The International Energy Agency (IEA) this month expectedly forecast more healthy growth for global renewable energy this decade.

But in beefing up its headline, itself conditioned by several caveats, it glossed over the most important conclusion that could, but wasn’t, extrapolated from its report: it’s time to unwind costly public subsidies for the maturing industry and to allow it to compete openly with other technologies.

The IEA’s Renewable Energy Medium Term Market Report is a thorough analysis and forecast of the sector between 2005 and 2017. All the numbers are there, but its empirical conclusions fail to offer a critical analysis and realistic policy advice –which is precisely the IEA’s mission.

Renewable energy is already a reality. In some European countries, like Spain, wind and solar power supply close to 30 percent of electricity demand, although in the United States it doesn’t even reach 5 percent. It just all depends on each country’s economic and energy security concerns.

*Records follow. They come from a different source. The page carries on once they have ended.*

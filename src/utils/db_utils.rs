use chrono::NaiveDate;
use sqlx::{MySql, QueryBuilder};

/// ===============================
/// SQL bindable value enum
/// ===============================
#[derive(Debug, Clone, PartialEq)]
pub enum SqlValue {
    String(String),
    U64(u64),
    I32(i32),
    Bool(bool),
    Date(NaiveDate),
}

impl From<String> for SqlValue {
    fn from(v: String) -> Self {
        SqlValue::String(v)
    }
}

impl From<&str> for SqlValue {
    fn from(v: &str) -> Self {
        SqlValue::String(v.to_string())
    }
}

impl From<u64> for SqlValue {
    fn from(v: u64) -> Self {
        SqlValue::U64(v)
    }
}

impl From<i32> for SqlValue {
    fn from(v: i32) -> Self {
        SqlValue::I32(v)
    }
}

impl From<bool> for SqlValue {
    fn from(v: bool) -> Self {
        SqlValue::Bool(v)
    }
}

impl From<NaiveDate> for SqlValue {
    fn from(v: NaiveDate) -> Self {
        SqlValue::Date(v)
    }
}

#[derive(Debug, Clone, Copy, PartialEq, Eq)]
pub enum Op {
    Eq,
    Gte,
    Lte,
    IsNull,
}

impl Op {
    fn as_sql(self) -> &'static str {
        match self {
            Op::Eq => " = ",
            Op::Gte => " >= ",
            Op::Lte => " <= ",
            Op::IsNull => " IS NULL",
        }
    }
}

/// ===============================
/// Optional WHERE filters
/// ===============================
///
/// Column names are compile-time strings; every value goes through a bind.
#[derive(Debug, Default, Clone)]
pub struct FilterSet {
    clauses: Vec<(&'static str, Op, SqlValue)>,
}

impl FilterSet {
    pub fn new() -> Self {
        Self::default()
    }

    pub fn push(mut self, column: &'static str, op: Op, value: Option<impl Into<SqlValue>>) -> Self {
        if let Some(value) = value {
            self.clauses.push((column, op, value.into()));
        }
        self
    }

    pub fn eq(self, column: &'static str, value: Option<impl Into<SqlValue>>) -> Self {
        self.push(column, Op::Eq, value)
    }

    pub fn gte(self, column: &'static str, value: Option<impl Into<SqlValue>>) -> Self {
        self.push(column, Op::Gte, value)
    }

    pub fn lte(self, column: &'static str, value: Option<impl Into<SqlValue>>) -> Self {
        self.push(column, Op::Lte, value)
    }

    /// Unconditional `column IS NULL`.
    pub fn is_null(mut self, column: &'static str) -> Self {
        self.clauses.push((column, Op::IsNull, SqlValue::Bool(true)));
        self
    }

    /// Appends ` WHERE a = ? AND b >= ?` (nothing when empty).
    pub fn push_where(&self, qb: &mut QueryBuilder<'_, MySql>) {
        for (i, (column, op, value)) in self.clauses.iter().enumerate() {
            qb.push(if i == 0 { " WHERE " } else { " AND " });
            qb.push(*column);
            qb.push(op.as_sql());
            if *op != Op::IsNull {
                push_value(qb, value.clone());
            }
        }
    }
}

fn push_value(qb: &mut QueryBuilder<'_, MySql>, value: SqlValue) {
    match value {
        SqlValue::String(v) => qb.push_bind(v),
        SqlValue::U64(v) => qb.push_bind(v),
        SqlValue::I32(v) => qb.push_bind(v),
        SqlValue::Bool(v) => qb.push_bind(v),
        SqlValue::Date(v) => qb.push_bind(v),
    };
}

/// Page number (1-based) and page size, clamped.
pub fn page_bounds(page: Option<u32>, per_page: Option<u32>) -> (u32, u32, u64) {
    let page = page.unwrap_or(1).max(1);
    let per_page = per_page.unwrap_or(20).clamp(1, 100);
    let offset = (page as u64 - 1) * per_page as u64;
    (page, per_page, offset)
}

But the IEA breezes through what should be its main conclusion: renewable power is an alternative source that should only be exploited when there is a net gain, economic or geopolitical, not because of an ideological imperative.

The report reads like a pro-renewable exercise in number manipulation. To begin with, hydroelectric power is included as a renewable, despite that most governments and even environmental groups exclude large hydro from the renewable label because it’s not subsidized and because it generally generates a lot more power than renewable from its nominal installed capacity.

Hydropower in 2011 accounted for 80 percent of global renewable output, and by 2017 it will decrease its share to 70 percent. Without it, the total contribution of renewable power to global power demand is less than 5 percent.